Having a back door with access to the outside area where clothes can be hung out on a washing line is also useful. Utility rooms often act as a buffer zone between the outside and the rest of the house. I always recommend that it has a large sink, which is good for keeping dirty cleaning jobs out of the kitchen. If space allows, some people want a dog shower; these require a serviceable floor which is easy to clean.
As a utility room can be noisy, ideally, they are best sited away from social areas and not directly under bedrooms. While positioning a utility room next to a kitchen makes sense as it will be easier to connect appliances to utilities, other good options include cellars and basements. Plumbing essentials include hot and cold water and waste from the sink and washing machine, and if a tumble dryer is to be installed it may need to be vented outside. If there are no external windows, an extractor fan is useful to reduce moisture from wet clothes.

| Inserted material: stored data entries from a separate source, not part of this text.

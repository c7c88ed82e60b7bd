use crate::macros::enum_with_unknown;

enum_with_unknown! {
    /// IPv4 `protocol` field (IANA assigned numbers, the small subset this stack understands).
    pub enum Protocol(u8) {
        Icmp = 1,
        Tcp = 6,
        Udp = 17,
    }
}
//! The dispatcher, and the driver-facing `Device` trait.
//!
//! `Stack` owns everything the rest of the crate defines: host identity, ARP
//! table, TCP/UDP slot tables, and diagnostics counters. It never reads a
//! wall clock or holds the frame buffer across calls — every `poll_*` method
//! takes the current [`Instant`] and borrows the buffer only for the
//! duration of one `RxToken`/`TxToken::consume` closure, matching the
//! no-retained-buffer discipline the rest of the crate is built around.
//!
//! Inbound decoding and outbound emission are kept as free functions taking
//! exactly the state they need, rather than methods on `Stack`, so that the
//! device's rx and tx tokens (each borrowing a disjoint part of the device)
//! can be consumed independently of the rest of `self`.

use crate::app::{AppCallback, AppFlags, AppHandle, ConnKind};
use crate::arp_table::ArpCache;
use crate::checksum;
use crate::config::HostConfig;
use crate::macros::net_trace;
use crate::socket::tcp::{InSegment, Locate, SegmentEvent, TcpReply, TimerEvent};
use crate::socket::{TcpSockets, TcpState, UdpSockets};
use crate::stats::Stats;
use crate::time::Instant;
use crate::wire::{
    ArpOperation, ArpPacket, ArpRepr, EthernetAddress, EthernetFrame, EthernetProtocol,
    Icmpv4Message, Icmpv4Packet, IpProtocol, Ipv4Address, Ipv4Packet, TcpPacket, TcpSeqNumber as SeqNumber,
    UdpPacket, ARP_HEADER_LEN, ETHERNET_HEADER_LEN, IPV4_HEADER_LEN, TCP_HEADER_LEN,
    TCP_MSS_OPTION_LEN, UDP_HEADER_LEN,
};

/// Largest Ethernet II frame this stack will decode or build (no jumbo
/// frames, no 802.1Q tag).
pub const MAX_FRAME_LEN: usize = 1514;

Make it the most practical room
Start planning the layout by thinking about the largest items first, such as vacuum cleaners and ironing boards which are best stored in a tall cupboard. If you plan a compact utility room, think about stacking white goods such as washing machines and tumble dryers vertically. Creating different sized drawers is helpful with storage, along with floor to ceiling cabinets. Make the most of existing space on walls; open plan shelving works well, offering easy reach access to items. A suspended pulley clothes dryer will save space and reduce the need for tumble drying. Other tips include allowing plenty of space for coat hooks and shoe storage while factoring in a sleeping area for pets.
Think about lighting; if there is no window giving natural light, consider downlighters or under cabinet LED strips which can be a space saving option. In terms of décor, classic panelling is a good choice; functional, painted timber is a more durable finish than emulsion painted walls. If extra toughness is required, opt for tile or stone surfaces. If a house is using renewable energy technology, a section of a utility room can be designated as a plant room for this.
According to the Homebuilding & Renovating website Homebuilding in terms of measurements, a 1.8m width will allow for a 60cm deep unit/worktop and leave a walking space of 1.2m around it. A 2.4m length will allow for 4 x 60cm base units, including space for a washing machine, tumble dryer and storage. Costs for a single storey, small utility room extension measuring 1.8m x 2.4m, will be between £7,776-£9,936. Installing a stud wall partition to separate room space will cost around £500. While there are, of course, many options, the cost for mid-range furniture for a room of this size can be between £1,000 and £2,000.
Utility room ideas
Wren Kitchens Design Director, Darren Watts, said:
Utility rooms are great for promoting organisation in both your kitchen and laundry area, providing order and harmony in your home. Laundry appliances such as washing machines and tumble dryers can take up a lot of space, so keeping them in a separate area can be extremely beneficial for freeing up some valuable space in the kitchen. Additionally, having a utility room separate from your kitchen is a great way to keep those occasionally messy items looking neat and organised.
A growing trend is that people are finding they’re a great space for pets. Creating a dedicated space for your beloved pet beds and bowls is a great way to use the area. By including a tall tower unit for a mop, brush and bucket also keeps the items handy for any spillages and muddy footprints. To find out more, visit here.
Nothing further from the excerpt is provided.